Spread the weight (55kg) more evenly toward the rear.
Means having 2 packs mirrored on either side of the bike still removable
for charging.


----------



## RIPPERTON (Jan 26, 2010)

redesigning the footpegs bothered me for a long time. This is a bit ugly but does the job, will be partially covered by the pack


















Front brake duties are now assigned to the original R1 clutch lever.
The original switch has been kicking around in my toolbox for the last 9 years


----------



## RIPPERTON (Jan 26, 2010)

Also good news about the rear brake.
Have been talking to the Engineer who usually does our E-verts road worthyness and said as long as the rear brake can pull 0.7G during braking without locking the wheel it will pass.

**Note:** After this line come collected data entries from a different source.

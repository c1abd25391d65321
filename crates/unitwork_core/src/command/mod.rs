//! The five-phase command protocol.
//!
//! Every structural change to a transaction's registry is a [`Command`].
//! Commands run in five ordered phases:
//!
//! 1. `notify_begin` - pre-change events; listeners may veto
//! 2. `begin` - per-entity "about to change" hooks
//! 3. `perform` - the only phase that mutates the registry
//! 4. `end` - per-entity "changed" hooks
//! 5. `notify_end` - post-change events
//!
//! A command that fails stops at the failing phase. Nothing already applied
//! is undone.
//!
//! Commands are plain data: building one and expanding it with
//! [`Command::expand_to_all_related_objects`] only reads the registry. The
//! expanded form contains a fix-up command for every opposite end-point the
//! change touches.

mod ad_hoc;
mod composite;
mod delete;
mod mark_incomplete;
mod relation;
mod unload;
mod unregister;

pub use ad_hoc::{AdHocCommand, CommandExpander, PhaseHandler};
pub use composite::{CompositeCommand, ExpandedCommand};
pub use delete::DeleteCommand;
pub use mark_incomplete::MarkVirtualEndPointsIncompleteCommand;
pub use relation::{RelationChangeCommand, RelationModification};
pub use unload::{UnloadCommand, UnloadDataCommand};
pub use unregister::UnregisterEndPointsCommand;

use crate::config::Config;
use crate::endpoint::RelationEndPointId;
use crate::entity::EntityId;
use crate::error::{CoreError, CoreResult};
use crate::events::EventSink;
use crate::hooks::HookRegistry;
use crate::metadata::RelationMetadata;
use crate::registry::Registry;
use crate::resolver::OppositeEndPointResolver;
use crate::types::TransactionId;
use std::fmt;
use tracing::trace;

/// Everything a command may touch while it runs against one transaction.
pub struct CommandContext<'a> {
    transaction: TransactionId,
    registry: &'a mut Registry,
    events: &'a EventSink,
    hooks: &'a HookRegistry,
}

impl<'a> CommandContext<'a> {
    /// Creates a context for `transaction`.
    pub fn new(
        transaction: TransactionId,
        registry: &'a mut Registry,
        events: &'a EventSink,
        hooks: &'a HookRegistry,
    ) -> Self {
        Self {
            transaction,
            registry,
            events,
            hooks,
        }
    }

    /// Returns the target transaction.
    #[must_use]
    pub fn transaction(&self) -> TransactionId {
        self.transaction
    }

    /// Returns the target registry.
    #[must_use]
    pub fn registry(&self) -> &Registry {
        self.registry
    }

    /// Mutable access to the target registry.
    pub fn registry_mut(&mut self) -> &mut Registry {
        self.registry
    }

    /// Returns the event sink.
    #[must_use]
    pub fn events(&self) -> &EventSink {
        self.events
    }

    /// Returns the entity hooks.
    #[must_use]
    pub fn hooks(&self) -> &HookRegistry {
        self.hooks
    }
}

impl fmt::Debug for CommandContext<'_> {
    fn fmt(&self, f: &mut fmt::Formatter<'_>) -> fmt::Result {
        f.debug_struct("CommandContext")
            .field("transaction", &self.transaction)
            .finish_non_exhaustive()
    }
}

/// Read-only view used to build and expand commands.
#[derive(Clone, Copy)]
pub struct ExpansionContext<'a> {
    transaction: TransactionId,
    registry: &'a Registry,
    metadata: &'a dyn RelationMetadata,
    config: &'a Config,
}

impl<'a> ExpansionContext<'a> {
    /// Creates a context over one transaction's registry.
    #[must_use]
    pub fn new(
        transaction: TransactionId,
        registry: &'a Registry,
        metadata: &'a dyn RelationMetadata,
        config: &'a Config,
    ) -> Self {
        Self {
            transaction,
            registry,
            metadata,
            config,
        }
    }

    /// Returns the transaction being expanded against.
    #[must_use]
    pub fn transaction(&self) -> TransactionId {
        self.transaction
    }

    /// Returns the registry.
    #[must_use]
    pub fn registry(&self) -> &'a Registry {
        self.registry
    }

    /// Returns the relation metadata.
    #[must_use]
    pub fn metadata(&self) -> &'a dyn RelationMetadata {
        self.metadata
    }

    /// Returns the session configuration.
    #[must_use]
    pub fn config(&self) -> &'a Config {
        self.config
    }

    /// Returns a resolver over this registry.
    #[must_use]
    pub fn resolver(&self) -> OppositeEndPointResolver<'a> {
        OppositeEndPointResolver::new(self.registry, self.metadata, self.config)
    }
}

impl fmt::Debug for ExpansionContext<'_> {
    fn fmt(&self, f: &mut fmt::Formatter<'_>) -> fmt::Result {
        f.debug_struct("ExpansionContext")
            .field("transaction", &self.transaction)
            .finish_non_exhaustive()
    }
}

/// A reason a command cannot execute.
#[derive(Debug, Clone, PartialEq, Eq)]
pub struct ExecutionBlocker {
    subject: String,
    reason: String,
}

impl ExecutionBlocker {
    /// Creates a blocker for an arbitrary subject.
    pub fn new(subject: impl Into<String>, reason: impl Into<String>) -> Self {
        Self {
            subject: subject.into(),
            reason: reason.into(),
        }
    }

    /// Creates a blocker naming an entity.
    pub fn for_entity(entity: &EntityId, reason: impl Into<String>) -> Self {
        Self::new(entity.to_string(), reason)
    }

    /// Creates a blocker naming an end-point.
    pub fn for_end_point(end_point: &RelationEndPointId, reason: impl Into<String>) -> Self {
        Self::new(end_point.to_string(), reason)
    }

    /// Returns what is blocked.
    #[must_use]
    pub fn subject(&self) -> &str {
        &self.subject
    }

    /// Returns why.
    #[must_use]
    pub fn reason(&self) -> &str {
        &self.reason
    }
}

impl fmt::Display for ExecutionBlocker {
    fn fmt(&self, f: &mut fmt::Formatter<'_>) -> fmt::Result {
        write!(f, "{}: {}", self.subject, self.reason)
    }
}

/// A unit of mutation against one transaction.
#[derive(Debug)]
pub enum Command {
    /// Does nothing.
    Nop,
    /// Deletes one entity.
    Delete(DeleteCommand),
    /// Unloads entities with hooks and events.
    Unload(UnloadCommand),
    /// Evicts entity data without hooks or events.
    UnloadData(UnloadDataCommand),
    /// Removes end-points from the registry.
    UnregisterEndPoints(UnregisterEndPointsCommand),
    /// Drops the data of virtual end-points.
    MarkIncomplete(MarkVirtualEndPointsIncompleteCommand),
    /// Modifies one relation end-point.
    RelationChange(RelationChangeCommand),
    /// Runs children in protocol order.
    Composite(CompositeCommand),
    /// A command together with all of its fix-ups.
    Expanded(ExpandedCommand),
    /// Phases supplied as closures.
    AdHoc(AdHocCommand),
}

macro_rules! dispatch {
    ($command:expr, $inner:ident => $call:expr, nop => $nop:expr) => {
        match $command {
            Command::Nop => $nop,
            Command::Delete($inner) => $call,
            Command::Unload($inner) => $call,
            Command::UnloadData($inner) => $call,
            Command::UnregisterEndPoints($inner) => $call,
            Command::MarkIncomplete($inner) => $call,
            Command::RelationChange($inner) => $call,
            Command::Composite($inner) => $call,
            Command::Expanded($inner) => $call,
            Command::AdHoc($inner) => $call,
        }
    };
}

impl Command {
    /// Raises pre-change events.
    pub fn notify_begin(&mut self, cx: &mut CommandContext<'_>) -> CoreResult<()> {
        dispatch!(self, command => command.notify_begin(cx), nop => Ok(()))
    }

    /// Runs "about to change" hooks.
    pub fn begin(&mut self, cx: &mut CommandContext<'_>) -> CoreResult<()> {
        dispatch!(self, command => command.begin(cx), nop => Ok(()))
    }

    /// Applies the structural change.
    pub fn perform(&mut self, cx: &mut CommandContext<'_>) -> CoreResult<()> {
        dispatch!(self, command => command.perform(cx), nop => Ok(()))
    }

    /// Runs "changed" hooks.
    pub fn end(&mut self, cx: &mut CommandContext<'_>) -> CoreResult<()> {
        dispatch!(self, command => command.end(cx), nop => Ok(()))
    }

    /// Raises post-change events.
    pub fn notify_end(&mut self, cx: &mut CommandContext<'_>) -> CoreResult<()> {
        dispatch!(self, command => command.notify_end(cx), nop => Ok(()))
    }

    /// Runs all five phases in order, stopping at the first error.
    pub fn notify_and_perform(&mut self, cx: &mut CommandContext<'_>) -> CoreResult<()> {
        trace!(transaction = %cx.transaction(), command = %self, "notify_begin");
        self.notify_begin(cx)?;
        trace!(transaction = %cx.transaction(), command = %self, "begin");
        self.begin(cx)?;
        trace!(transaction = %cx.transaction(), command = %self, "perform");
        self.perform(cx)?;
        trace!(transaction = %cx.transaction(), command = %self, "end");
        self.end(cx)?;
        trace!(transaction = %cx.transaction(), command = %self, "notify_end");
        self.notify_end(cx)
    }

    /// Returns every reason the command cannot execute.
    #[must_use]
    pub fn exceptions(&self) -> Vec<ExecutionBlocker> {
        dispatch!(self, command => command.exceptions(), nop => Vec::new())
    }

    /// Returns true if nothing blocks the command.
    #[must_use]
    pub fn can_execute(&self) -> bool {
        self.exceptions().is_empty()
    }

    /// Fails with [`CoreError::CommandBlocked`] if anything blocks the command.
    pub fn ensure_can_execute(&self) -> CoreResult<()> {
        let blockers = self.exceptions();
        if blockers.is_empty() {
            Ok(())
        } else {
            Err(CoreError::CommandBlocked { blockers })
        }
    }

    /// Returns the command followed by every fix-up needed to keep the
    /// opposite sides of its relations consistent.
    ///
    /// This only reads the registry. Expanding an [`ExpandedCommand`] returns
    /// it unchanged.
    pub fn expand_to_all_related_objects(
        self,
        cx: &ExpansionContext<'_>,
    ) -> CoreResult<ExpandedCommand> {
        let commands = match self {
            Self::Expanded(expanded) => return Ok(expanded),
            Self::Composite(composite) => composite.expand(cx)?,
            Self::Delete(delete) => delete.expand(cx)?,
            Self::RelationChange(change) => change.expand(cx)?,
            Self::AdHoc(ad_hoc) => ad_hoc.expand(cx)?,
            other => vec![other],
        };
        Ok(ExpandedCommand::new(commands))
    }
}

impl fmt::Display for Command {
    fn fmt(&self, f: &mut fmt::Formatter<'_>) -> fmt::Result {
        dispatch!(self, command => fmt::Display::fmt(command, f), nop => f.write_str("nop"))
    }
}

impl From<DeleteCommand> for Command {
    fn from(command: DeleteCommand) -> Self {
        Self::Delete(command)
    }
}

impl From<UnloadCommand> for Command {
    fn from(command: UnloadCommand) -> Self {
        Self::Unload(command)
    }
}

impl From<UnloadDataCommand> for Command {
    fn from(command: UnloadDataCommand) -> Self {
        Self::UnloadData(command)
    }
}

impl From<UnregisterEndPointsCommand> for Command {
    fn from(command: UnregisterEndPointsCommand) -> Self {
        Self::UnregisterEndPoints(command)
    }
}

impl From<MarkVirtualEndPointsIncompleteCommand> for Command {
    fn from(command: MarkVirtualEndPointsIncompleteCommand) -> Self {
        Self::MarkIncomplete(command)
    }
}

impl From<RelationChangeCommand> for Command {
    fn from(command: RelationChangeCommand) -> Self {
        Self::RelationChange(command)
    }
}

impl From<CompositeCommand> for Command {
    fn from(command: CompositeCommand) -> Self {
        Self::Composite(command)
    }
}

impl From<ExpandedCommand> for Command {
    fn from(command: ExpandedCommand) -> Self {
        Self::Expanded(command)
    }
}

impl From<AdHocCommand> for Command {
    fn from(command: AdHocCommand) -> Self {
        Self::AdHoc(command)
    }
}
//! Property containers.

use crate::entity::EntityId;
use serde::{Deserialize, Serialize};
use std::collections::BTreeMap;

/// A single scalar or reference property value.
#[derive(Debug, Clone, PartialEq, Serialize, Deserialize)]
pub enum PropertyValue {
    /// Absent value.
    Null,
    /// Boolean.
    Bool(bool),
    /// Signed integer.
    Int(i64),
    /// Floating point number.
    Float(f64),
    /// UTF-8 text.
    Text(String),
    /// Raw bytes.
    Bytes(Vec<u8>),
    /// Foreign-key-like reference to another entity.
    Reference(Option<EntityId>),
}

impl PropertyValue {
    /// Returns the referenced entity if this is a reference value.
    ///
    /// The outer `Option` is `None` for non-reference values.
    #[must_use]
    pub fn as_reference(&self) -> Option<Option<&EntityId>> {
        match self {
            Self::Reference(target) => Some(target.as_ref()),
            _ => None,
        }
    }
}

impl From<bool> for PropertyValue {
    fn from(value: bool) -> Self {
        Self::Bool(value)
    }
}

impl From<i64> for PropertyValue {
    fn from(value: i64) -> Self {
        Self::Int(value)
    }
}

impl From<f64> for PropertyValue {
    fn from(value: f64) -> Self {
        Self::Float(value)
    }
}

impl From<&str> for PropertyValue {
    fn from(value: &str) -> Self {
        Self::Text(value.to_owned())
    }
}

impl From<String> for PropertyValue {
    fn from(value: String) -> Self {
        Self::Text(value)
    }
}

impl From<Option<EntityId>> for PropertyValue {
    fn from(value: Option<EntityId>) -> Self {
        Self::Reference(value)
    }
}

/// The per-transaction property bag of one entity.
///
/// A container keeps the values it was loaded with alongside the current
/// values, so changes can be detected, committed or rolled back.
#[derive(Debug, Clone, Default, PartialEq, Serialize, Deserialize)]
pub struct PropertyContainer {
    current: BTreeMap<String, PropertyValue>,
    original: BTreeMap<String, PropertyValue>,
}

impl PropertyContainer {
    /// Creates an empty container.
    #[must_use]
    pub fn new() -> Self {
        Self::default()
    }

    /// Creates a container whose loaded values are `values`.
    #[must_use]
    pub fn from_values(values: BTreeMap<String, PropertyValue>) -> Self {
        Self {
            original: values.clone(),
            current: values,
        }
    }

    /// Builder-style setter for the current value.
    #[must_use]
    pub fn with(mut self, name: impl Into<String>, value: impl Into<PropertyValue>) -> Self {
        self.set(name, value);
        self
    }

    /// Returns the current value of a property.
    #[must_use]
    pub fn get(&self, name: &str) -> Option<&PropertyValue> {
        self.current.get(name)
    }

    /// Returns the loaded value of a property.
    #[must_use]
    pub fn original(&self, name: &str) -> Option<&PropertyValue> {
        self.original.get(name)
    }

    /// Sets the current value of a property.
    pub fn set(&mut self, name: impl Into<String>, value: impl Into<PropertyValue>) {
        self.current.insert(name.into(), value.into());
    }

    /// Returns the entity referenced by a reference property.
    #[must_use]
    pub fn reference(&self, name: &str) -> Option<EntityId> {
        self.get(name)
            .and_then(PropertyValue::as_reference)
            .flatten()
            .cloned()
    }

    /// Returns true if any value differs from the loaded one.
    #[must_use]
    pub fn has_changed(&self) -> bool {
        self.current != self.original
    }

    /// Returns the names of properties whose value differs from the loaded one.
    #[must_use]
    pub fn changed_properties(&self) -> Vec<&str> {
        let mut names: Vec<&str> = self
            .current
            .iter()
            .filter(|(name, value)| self.original.get(*name) != Some(*value))
            .map(|(name, _)| name.as_str())
            .collect();
        names.extend(
            self.original
                .keys()
                .filter(|name| !self.current.contains_key(*name))
                .map(String::as_str),
        );
        names
    }

    /// Iterates over the current values in name order.
    pub fn values(&self) -> impl Iterator<Item = (&str, &PropertyValue)> {
        self.current.iter().map(|(name, value)| (name.as_str(), value))
    }

    /// Returns a copy of the current values.
    #[must_use]
    pub fn to_values(&self) -> BTreeMap<String, PropertyValue> {
        self.current.clone()
    }

    /// Returns a container whose loaded values are this container's current ones.
    ///
    /// Used when a sub-transaction takes its own copy of a parent's entity.
    #[must_use]
    pub fn snapshot(&self) -> Self {
        Self::from_values(self.current.clone())
    }

    /// Accepts the current values as the new baseline.
    pub fn commit_state(&mut self) {
        self.original = self.current.clone();
    }

    /// Restores the loaded values.
    pub fn rollback_state(&mut self) {
        self.current = self.original.clone();
    }
}

#[cfg(test)]
mod tests {
    use super::*;
    use crate::types::ClassId;

    #[test]
    fn loaded_container_is_unchanged() {
        let mut values = BTreeMap::new();
        values.insert("name".to_owned(), PropertyValue::from("Ada"));
        let container = PropertyContainer::from_values(values);
        assert!(!container.has_changed());
        assert!(container.changed_properties().is_empty());
    }

    #[test]
    fn set_marks_changed_and_rollback_restores() {
        let mut container = PropertyContainer::new().with("name", "Ada");
        container.commit_state();

        container.set("name", "Grace");
        assert!(container.has_changed());
        assert_eq!(container.changed_properties(), vec!["name"]);

        container.rollback_state();
        assert_eq!(container.get("name"), Some(&PropertyValue::from("Ada")));
        assert!(!container.has_changed());
    }

    #[test]
    fn reference_lookup() {
        let target = EntityId::new(ClassId::new("Customer"));
        let container = PropertyContainer::new()
            .with("customer", Some(target.clone()))
            .with("number", 7_i64);

        assert_eq!(container.reference("customer"), Some(target));
        assert_eq!(container.reference("number"), None);
        assert_eq!(container.reference("missing"), None);
    }

    #[test]
    fn snapshot_takes_current_as_baseline() {
        let mut container = PropertyContainer::new().with("n", 1_i64);
        container.commit_state();
        container.set("n", 2_i64);

        let copy = container.snapshot();
        assert!(!copy.has_changed());
        assert_eq!(copy.get("n"), Some(&PropertyValue::Int(2)));
    }
}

Doesnt have to hold the bike still either.
so probly wont have to re engineer a disc brake onto the Crystalyte.


----------



## RIPPERTON (Jan 26, 2010)

One more battery pack design just for good measure


----------



## RIPPERTON (Jan 26, 2010)

Got 2 new Crystalyte 5400 bare hubs, one 3 turn and one 4 turn off the Endless Sphere group buy.
The 4 turn is going in the posty bike and the 3 turn is being sold.
Actually had a buyer for $800 but he thinks he has found a supplier in Melbourne for about $500 so he has put the purchase on hold.
13.3kg with cast iron stator center.
already tried to pull a side cover off and it didnt budge, very tight.


----------



## poprock (Apr 29, 2010)

My postie mate will be pleased to see this. If you're ever sued for copyright over the name you could try Going Postal. Hang on , that was a book and tv series. With reference to the frame strength, some larger posties carry a reduced bag load to comply with the compliance plate .


----------



## RIPPERTON (Jan 26, 2010)

A long dead project brought back to life as somewhere to put the 2 8kW hub motors that came out of the Mira.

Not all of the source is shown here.